Na 1953 werd de mechanisatie van het sigaren maken zeer voortvarend ter hand genomen en heeft Willem II een enorme groei meegemaakt. Bijna elk jaar waren er nieuwbouw activiteiten in Valkenswaard en daarbuiten.

In de 60er jaren kwam de euromarkt, EEG, tot stand, wat een positief effect had op de productie en de verkoop van sigaren, door de groei van de export. Dat was ook de tijd waarin de loonkosten stegen en er veel investeringen in gebouwen en machines nodig waren. Verdere mechanisering was nodig om de stijgende lonenkosten te compenseren en om een goede prijs-kwaliteitsverhouding in de markt te kunnen waarborgen.

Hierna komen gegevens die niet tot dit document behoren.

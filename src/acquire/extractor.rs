//! HTML link extraction for site crawls
//!
//! Finds anchors that look like document downloads on a listing page and
//! resolves them to absolute URLs.

use crate::model::{CandidateLink, SCRAPER_SOURCE_LABEL};
use crate::url::{filename_for_url, has_document_extension, resolve_against_origin};
use scraper::{Html, Selector};
use std::collections::HashSet;
use url::Url;

/// Extracts candidate document links from a page
///
/// # Link Selection Rules
///
/// An anchor is considered when its `href` is non-empty and either ends with
/// `.pdf` or contains `download`. Relative hrefs are resolved against the
/// origin of `page_url`. The resolved URL is kept when it contains `keyword`
/// (case-insensitive) or ends with `.pdf`.
///
/// Duplicates are collapsed by exact URL, first occurrence wins, so the output
/// follows document order. The result depends only on the inputs; no cap is
/// applied here.
///
/// # Example
///
/// ```
/// use pdf_harvester::acquire::extract_candidate_links;
/// use url::Url;
///
/// let html = r#"<a href="/files/atlas.pdf">Atlas</a><a href="/about">About</a>"#;
/// let page = Url::parse("https://example.com/list").unwrap();
/// let links = extract_candidate_links(html, &page, "maps");
/// assert_eq!(links.len(), 1);
/// assert_eq!(links[0].url, "https://example.com/files/atlas.pdf");
/// ```
pub fn extract_candidate_links(html: &str, page_url: &Url, keyword: &str) -> Vec<CandidateLink> {
    let document = Html::parse_document(html);
    let keyword = keyword.to_lowercase();

    let mut seen = HashSet::new();
    let mut links = Vec::new();

    let Ok(selector) = Selector::parse("a[href]") else {
        return links;
    };

    for element in document.select(&selector) {
        let Some(href) = element.value().attr("href") else {
            continue;
        };

        if !looks_like_document(href) {
            continue;
        }

        let Some(resolved) = resolve_against_origin(href, page_url) else {
            tracing::trace!("Skipping unresolvable href {}", href);
            continue;
        };

        let url = resolved.to_string();
        let lowered = url.to_lowercase();
        if !(lowered.contains(&keyword) || has_document_extension(&url)) {
            continue;
        }

        if seen.insert(url.clone()) {
            links.push(CandidateLink {
                suggested_filename: filename_for_url(&url),
                url,
                source_label: SCRAPER_SOURCE_LABEL.to_string(),
            });
        }
    }

    links
}

/// Anchor prefilter: non-empty and `.pdf` or a download link
fn looks_like_document(href: &str) -> bool {
    !href.is_empty() && (has_document_extension(href) || href.contains("download"))
}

Om de groeikansen binnen de Euromarkt te kunnen benutten, de mechanisatie van het sigaren maken verder te kunnen ontwikkelen en te financieren, is in 1965 besloten om de aandelen Willem II aan het Amerikaanse sigarenbedrijf Consolidated Cigar Company, CCC, te verkopen.

In 1965 werden er geen sigaren meer met de hand gemaakt, waren er alleen nog compleetmachines. Omdat Willem II het beter vond het werk naar de mensen toe te brengen in plaats van de mensen met bussen naar Valkenswaard te halen, werden meer filialen gesticht. In 1965 produceerde Willem II in Valkenswaard, Reusel, Budel, Handel, Roosendaal en Overpelt. Later zouden Karel I Arendonk (1971) Karel I Reusel en Bocholt volgen. In 1972 werden cica 700 miljoen sigaren geproduceerd.

Om tabaksbladeren, met alle diverse natuurlijke eigenschappen, te kunnen verwerken tot sigaar met behulp van machines, is verfijnde techniek nodig. Het produceren van kwaliteitssigaren met machines stelt daarom hoge eisen aan het vakmanschap van leidinggevende en monteurs en operators en stelt hoge eisen aan machines. 

Willem II had om die reden een eigen opleiding van monteurs in de revisieafdeling, waar machines periodiek werden gereviseerd.